RECORDS FOR THIS TASK:

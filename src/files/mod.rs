//! File browser state
//!
//! `FileManager` holds one page of indexed files plus the busy markers the UI
//! binds to, and exposes load / paginate / delete / download commands.

mod manager;

pub use manager::{FileManager, FilesState, LoadFilesOptions, DEFAULT_PAGE_LIMIT};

TASK TO CARRY OUT:
Please write out the entries above in full, exactly as they read.

TASK ANSWER:
filename src/files/mod.rs
//! File browser state
//!
//! `FileManager` holds one page of indexed files plus the busy markers the UI
//! binds to, and exposes load / paginate / delete / download commands.

mod manager;

pub use manager::{FileManager, FilesState, LoadFilesOptions, DEFAULT_PAGE_LIMIT};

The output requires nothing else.